Lasix (furosemide) vs. bumetanide: What's the difference?
- Lasix (furosemide) and bumetanide are potent diuretics (water pills) used treat excess accumulation of fluid or swelling of the body (edema) caused by heart failure, kidney disease, chronic kidney failure, or liver disease.
- Lasix is also used with other high blood pressure medications to treat high blood pressure (hypertension), and bumetanide is used off-label to treat hypertension.
- Lasix is a brand name for furosemide.
- Side effects of Lasix and bumetanide that are similar include dehydration, nausea, and ringing in the ears.
- Side effects of Lasix that are different from bumetanide include low blood pressure, electrolyte depletion, yellowing skin and eyes (jaundice), sensitivity to light, rash, pancreatitis, diarrhea, abdominal pain, dizziness, increased blood sugar, and increased uric acid levels.
- Side effects of bumetanide that are different from Lasix include dry mouth, thirst, weakness, drowsiness, reduced kidney function, heart arrhythmias, muscle aches and pains, and vomiting.
What are Lasix and bumetanide?
Lasix is a “loop” diuretic (water pill) that is used to eliminate water and salt (composed of sodium and chloride) from the body. In the kidneys, salt, water, and other small molecules are filtered out of the blood and into the kidney tubules. This filtered fluid ultimately becomes urine. Most of the sodium, chloride, and water filtered out of the blood are reabsorbed back into the blood before the fluid becomes urine. Lasix works by blocking the absorption of salt and water from the filtered fluid in the kidney tubules, causing an increase in the output of urine (diuresis).
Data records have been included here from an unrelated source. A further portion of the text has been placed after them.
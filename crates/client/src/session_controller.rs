//! HTTP session lifecycle client (§4.1): POST/GET/PUT/DELETE against the GFN
//! session API. Grounded on `casterplay-BassAES67`'s `whep_client.rs` HTTP
//! plumbing (hyper-util legacy client + hyper-rustls connector), adapted to
//! `anyhow`/`thiserror` instead of `Result<_, String>`.

use bytes::Bytes;
use gfn_protocol::{
    ConnectionInfo, CoreError, Session, SessionStatus, StreamingOptions,
};
use http_body_util::{BodyExt, Full};
use hyper::{Method, Request};
use hyper_util::client::legacy::Client;
use hyper_util::rt::TokioExecutor;
use serde::{Deserialize, Serialize};
use std::time::Duration;
use tracing::{debug, info, warn};

type HttpClient = Client<hyper_rustls::HttpsConnector<hyper_util::client::legacy::connect::HttpConnector>, Full<Bytes>>;

/// Observer for queue position/ETA updates during `wait_ready`.
pub trait QueueObserver: Send + Sync {
    fn on_queue_update(&self, position: Option<u32>, eta_ms: Option<u64>);
}

/// Drives the session lifecycle (§4.1) against the GFN REST API (§6).
pub struct SessionController {
    base_url: String,
    token: String,
    client: HttpClient,
    request_timeout: Duration,
}

#[derive(Debug, Serialize)]
struct StartRequestBody<'a> {
    app_id: u32,
    store_type: &'a str,
    store_id: &'a str,
    #[serde(skip_serializing_if = "Option::is_none")]
    preferred_server: Option<&'a str>,
    resolution: ResolutionBody,
    fps: u32,
    codec: &'static str,
    max_bitrate_mbps: u32,
    reflex: bool,
}

#[derive(Debug, Serialize)]
struct ResolutionBody {
    width: u32,
    height: u32,
}

#[derive(Debug, Deserialize)]
struct ServerInfoBody {
    ip: Option<String>,
    #[allow(dead_code)]
    id: Option<String>,
}

#[derive(Debug, Deserialize)]
struct StartResponseBody {
    #[serde(rename = "sessionId")]
    session_id: String,
    #[serde(rename = "signalingUrl")]
    signaling_url: Option<String>,
    server: Option<ServerInfoBody>,
}

#[derive(Debug, Deserialize)]
struct StatusResponseBody {
    status: u32,
    queue_position: Option<u32>,
    eta_ms: Option<u64>,
    signaling_url: Option<String>,
    connection_info: Option<Vec<ConnectionInfoBody>>,
    gpu_type: Option<String>,
}

#[derive(Debug, Deserialize)]
struct ConnectionInfoBody {
    ip: String,
    port: u16,
    usage: u32,
}

#[derive(Debug, Deserialize)]
struct ApiErrorBody {
    code: Option<String>,
}

impl SessionController {
    pub fn new(base_url: impl Into<String>, token: impl Into<String>, request_timeout: Duration) -> Self {
        let https = hyper_rustls::HttpsConnectorBuilder::new()
            .with_native_roots()
            .expect("native root store")
            .https_or_http()
            .enable_http1()
            .build();
        let client = Client::builder(TokioExecutor::new()).build(https);

        Self { base_url: base_url.into(), token: token.into(), client, request_timeout }
    }

    fn auth_header(&self) -> String {
        format!("GFNJWT {}", self.token)
    }

    /// `start(request)` → `Session` with status Queued or Ready (§4.1).
    /// Retries transient failures with exponential backoff up to 3 attempts;
    /// maps documented server errors to typed failures without retry.
    pub async fn start(&self, options: &StreamingOptions) -> Result<Session, CoreError> {
        let body = StartRequestBody {
            app_id: options.app_id,
            store_type: &options.store_type,
            store_id: &options.store_id,
            preferred_server: options.preferred_server.as_deref(),
            resolution: ResolutionBody { width: options.width, height: options.height },
            fps: options.fps,
            codec: options.codec.sdp_encoding_name(),
            max_bitrate_mbps: options.max_bitrate_mbps,
            reflex: options.reflex,
        };
        let payload = serde_json::to_vec(&body).map_err(|e| CoreError::Transient(e.to_string()))?;

        let mut backoff = Duration::from_millis(500);
        let mut last_err = None;
        for attempt in 1..=3 {
            match self.post_session(&payload, options.app_id).await {
                Ok(session) => return Ok(session),
                Err(TryRequest::Fatal(e)) => return Err(e),
                Err(TryRequest::Transient(e)) => {
                    warn!(attempt, "session start attempt failed: {e:#}");
                    last_err = Some(e);
                    if attempt < 3 {
                        tokio::time::sleep(backoff).await;
                        backoff *= 2;
                    }
                }
            }
        }
        Err(CoreError::Transient(
            last_err.map(|e| e.to_string()).unwrap_or_else(|| "session start failed".into()),
        ))
    }

    async fn post_session(&self, payload: &[u8], app_id: u32) -> Result<Session, TryRequest> {
        let uri = format!("{}/session", self.base_url);
        let request = Request::builder()
            .method(Method::POST)
            .uri(&uri)
            .header("Content-Type", "application/json")
            .header("Authorization", self.auth_header())
            .body(Full::new(Bytes::copy_from_slice(payload)))
            .map_err(|e| TryRequest::Transient(anyhow::anyhow!(e)))?;

        let response = tokio::time::timeout(self.request_timeout, self.client.request(request))
            .await
            .map_err(|_| TryRequest::Transient(anyhow::anyhow!("request timed out")))?
            .map_err(|e| TryRequest::Transient(anyhow::anyhow!(e)))?;

        let status = response.status();
        let body_bytes = response
            .into_body()
            .collect()
            .await
            .map_err(|e| TryRequest::Transient(anyhow::anyhow!(e)))?
            .to_bytes();

        if status.is_server_error() {
            return Err(TryRequest::Transient(anyhow::anyhow!("server error {status}")));
        }
        if !status.is_success() {
            if let Ok(err_body) = serde_json::from_slice::<ApiErrorBody>(&body_bytes)
                && let Some(code) = err_body.code
            {
                if code.starts_with("REGION_NOT_SUPPORTED") {
                    return Err(TryRequest::Fatal(CoreError::RegionUnsupported { detail: code }));
                }
                if code == "SESSION_LIMIT_EXCEEDED" {
                    return Err(TryRequest::Fatal(CoreError::SessionLimitExceeded));
                }
            }
            return Err(TryRequest::Fatal(CoreError::Transient(format!(
                "session start rejected: {status}"
            ))));
        }

        let parsed: StartResponseBody = serde_json::from_slice(&body_bytes)
            .map_err(|e| TryRequest::Transient(anyhow::anyhow!(e)))?;

        info!(session_id = %parsed.session_id, "session started");
        Ok(Session {
            session_id: parsed.session_id,
            app_id,
            status: SessionStatus::Queued,
            gpu_type: None,
            server_host: parsed.server.and_then(|s| s.ip),
            signaling_url: parsed.signaling_url,
            connection_info: Vec::new(),
            queue_position: None,
            eta_ms: None,
        })
    }

    /// `wait_ready(session_id)` → `Session` with status Ready. Polls on a 1s
    /// cadence with a 5-minute ceiling, reporting queue position/ETA.
    pub async fn wait_ready(
        &self,
        session_id: &str,
        app_id: u32,
        observer: &dyn QueueObserver,
    ) -> Result<Session, CoreError> {
        let deadline = tokio::time::Instant::now() + Duration::from_secs(5 * 60);
        loop {
            let session = self.get_status(session_id, app_id).await?;
            observer.on_queue_update(session.queue_position, session.eta_ms);

            if session.status == SessionStatus::Ready || session.status == SessionStatus::Active {
                return Ok(session);
            }
            if tokio::time::Instant::now() >= deadline {
                return Err(CoreError::QueueTimeout);
            }
            tokio::time::sleep(Duration::from_secs(1)).await;
        }
    }

    async fn get_status(&self, session_id: &str, app_id: u32) -> Result<Session, CoreError> {
        let uri = format!("{}/session/{}", self.base_url, session_id);
        let request = Request::builder()
            .method(Method::GET)
            .uri(&uri)
            .header("Authorization", self.auth_header())
            .body(Full::new(Bytes::new()))
            .map_err(|e| CoreError::Transient(e.to_string()))?;

        let response = tokio::time::timeout(self.request_timeout, self.client.request(request))
            .await
            .map_err(|_| CoreError::Transient("status poll timed out".into()))?
            .map_err(|e| CoreError::Transient(e.to_string()))?;

        if response.status().is_server_error() {
            return Err(CoreError::Transient(format!("status poll server error {}", response.status())));
        }

        let body_bytes = response
            .into_body()
            .collect()
            .await
            .map_err(|e| CoreError::Transient(e.to_string()))?
            .to_bytes();

        let parsed: StatusResponseBody =
            serde_json::from_slice(&body_bytes).map_err(|e| CoreError::Transient(e.to_string()))?;

        let status = SessionStatus::try_from(parsed.status)
            .map_err(CoreError::Transient)?;

        let connection_info = parsed
            .connection_info
            .unwrap_or_default()
            .into_iter()
            .filter_map(|c| {
                gfn_protocol::ConnectionUsage::try_from(c.usage)
                    .ok()
                    .map(|usage| ConnectionInfo { ip: c.ip, port: c.port, usage })
            })
            .collect();

        Ok(Session {
            session_id: session_id.to_string(),
            app_id,
            status,
            gpu_type: parsed.gpu_type,
            server_host: parsed.signaling_url.as_deref().and_then(extract_host),
            signaling_url: parsed.signaling_url,
            connection_info,
            queue_position: parsed.queue_position,
            eta_ms: parsed.eta_ms,
        })
    }

    /// `claim(session_id, resolution, fps, app_id)`: PUT to bind the GPU,
    /// then re-poll status until it observes 6→2/3 (§4.1's invariant).
    pub async fn claim(
        &self,
        session_id: &str,
        app_id: u32,
        width: u32,
        height: u32,
        fps: u32,
    ) -> Result<Session, CoreError> {
        let body = serde_json::json!({
            "resolution": { "width": width, "height": height },
            "fps": fps,
        });
        let payload = serde_json::to_vec(&body).map_err(|e| CoreError::Transient(e.to_string()))?;

        let uri = format!("{}/session/{}", self.base_url, session_id);
        let request = Request::builder()
            .method(Method::PUT)
            .uri(&uri)
            .header("Content-Type", "application/json")
            .header("Authorization", self.auth_header())
            .body(Full::new(Bytes::from(payload)))
            .map_err(|e| CoreError::Transient(e.to_string()))?;

        let response = tokio::time::timeout(self.request_timeout, self.client.request(request))
            .await
            .map_err(|_| CoreError::Transient("claim timed out".into()))?
            .map_err(|e| CoreError::Transient(e.to_string()))?;

        if !response.status().is_success() {
            return Err(CoreError::Transient(format!("claim rejected: {}", response.status())));
        }
        let _ = response.into_body().collect().await;

        debug!(session_id, "claim issued, polling for 6->2/3 transition");
        let deadline = tokio::time::Instant::now() + Duration::from_secs(5 * 60);
        loop {
            let session = self.get_status(session_id, app_id).await?;
            if session.status == SessionStatus::Ready || session.status == SessionStatus::Active {
                return Ok(session);
            }
            if tokio::time::Instant::now() >= deadline {
                return Err(CoreError::QueueTimeout);
            }
            tokio::time::sleep(Duration::from_secs(1)).await;
        }
    }

    /// Best-effort DELETE; failures are logged, never propagated.
    pub async fn terminate(&self, session_id: &str) {
        let uri = format!("{}/session/{}", self.base_url, session_id);
        let request = match Request::builder()
            .method(Method::DELETE)
            .uri(&uri)
            .header("Authorization", self.auth_header())
            .body(Full::new(Bytes::new()))
        {
            Ok(r) => r,
            Err(e) => {
                warn!("failed to build terminate request: {e}");
                return;
            }
        };

        if let Err(e) = self.client.request(request).await {
            warn!("terminate request failed (non-fatal): {e}");
        }
    }
}

enum TryRequest {
    Fatal(CoreError),
    Transient(anyhow::Error),
}

fn extract_host(signaling_url: &str) -> Option<String> {
    url::Url::parse(signaling_url).ok().and_then(|u| u.host_str().map(str::to_string))
}

#[cfg(test)]
mod tests {
    use super::*;

    #[test]
    fn extract_host_parses_wss_url() {
        assert_eq!(
            extract_host("wss://1-2-3-4.host/nvst/sign_in"),
            Some("1-2-3-4.host".to_string())
        );
    }

    #[test]
    fn extract_host_returns_none_for_garbage() {
        assert_eq!(extract_host("not a url"), None);
    }
}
Bumetanide is a potent diuretic (water pill) that causes a profound increase in urine output (diuresis) by preventing the kidney from retaining fluid prescribed for the management of edema associated with congestive heart failure, liver and kidney disease, and off-label treatment for high blood pressure. Specifically, it blocks the reabsorption of sodium and fluid from the kidney's tubules. It is in a class of diuretics called "loop" diuretics, which also includes Lasix (furosemide) and torsemide (Demadex).
What are the side effects of Lasix and bumetanide?
Common side effects of furosemide are:
Other important side effects include:
- Ringing in the ears (tinnitus)
- Sensitivity to light (photophobia)
- Abdominal pain
Increased blood sugar and uric acid levels also may occur.
Potent diuretics like bumetanide can cause low blood levels of potassium, magnesium, sodium, and calcium. Additionally, fluid losses can occur leading to dehydration.
The symptoms of dehydration may include:
- Dry mouth
- Reduced kidney function
- Heart arrhythmias
- Muscle aches and pains
Toxicity to the inner ear in the form of tinnitus (ringing in the ear) and hearing loss have been associated with loop diuretics. High plasma levels of bumetanide are toxic to the inner ear of animals. These effects on the inner ear are far more common with intravenous use of the drugs. High uric acid concentrations in the blood leading to attacks of gouty arthritis may occur during diuretic therapy.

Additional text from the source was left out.